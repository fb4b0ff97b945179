//! Shareable metadata for `promptkit_core::lang` registries.
//!
//! The registries in `promptkit_core::lang` are **registry-first** vocabularies. This submodule provides the small,
//! dependency-free metadata types that are reused across all of them.
//!
//! ## Notes
//! - These types are `Copy`-friendly so registries can live in `const` tables.
//! - Metadata is meant for tooling/docs/diagnostics; enforcement of syntax rules still lives in the decoders.

/// Describe the lifecycle status of a vocabulary item.
///
/// ## Examples
/// ```rust
/// use promptkit_core::lang::registry::Stability;
///
/// let s = Stability::Stable;
/// assert_eq!(format!("{s:?}"), "Stable");
/// ```
#[derive(Debug, Clone, Copy, PartialEq, Eq, Hash)]
pub enum Stability {
    Stable,
    Draft,
    Deprecated,
}

/// Represent a small example snippet for documentation.
///
/// ## Examples
/// ```rust
/// use promptkit_core::lang::registry::Example;
///
/// let ex = Example {
///     code: "#file:./docs/readme.md",
///     note: Some("File reference."),
/// };
/// assert!(ex.code.starts_with('#'));
/// ```
#[derive(Debug, Clone, Copy)]
pub struct Example {
    pub code: &'static str,
    pub note: Option<&'static str>,
}
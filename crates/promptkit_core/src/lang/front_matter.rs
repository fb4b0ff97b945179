//! Front-matter literal vocabulary.
//!
//! ## Notes
//! - Boolean literals are matched **case-insensitively** and must be the whole word (`TRUE` is a boolean,
//!   `true1` is not).
//!
//! ## Examples
//! ```rust
//! use promptkit_core::lang::front_matter;
//!
//! assert_eq!(front_matter::parse_boolean("False"), Some(false));
//! assert_eq!(front_matter::parse_boolean("yes"), None);
//! ```

use super::symbols::SymbolId;

/// Symbol repeated to form the `---` header markers.
pub const MARKER_SYMBOL: SymbolId = SymbolId::Dash;

/// Smallest number of marker symbols that opens a front-matter header.
pub const MIN_MARKER_LENGTH: usize = 3;

/// Boolean literal spellings with their values.
pub const BOOLEAN_LITERALS: &[(&str, bool)] = &[("true", true), ("false", false)];

/// Resolve a word to a boolean value, if it is a boolean literal.
pub fn parse_boolean(word: &str) -> Option<bool> {
    BOOLEAN_LITERALS
        .iter()
        .find(|(spelling, _)| spelling.eq_ignore_ascii_case(word))
        .map(|(_, value)| *value)
}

────────────────────────────────────────

### Instructions to follow
Based on the records above, count the lines in which "Copy" occurs and provide only the number.

### Answer
3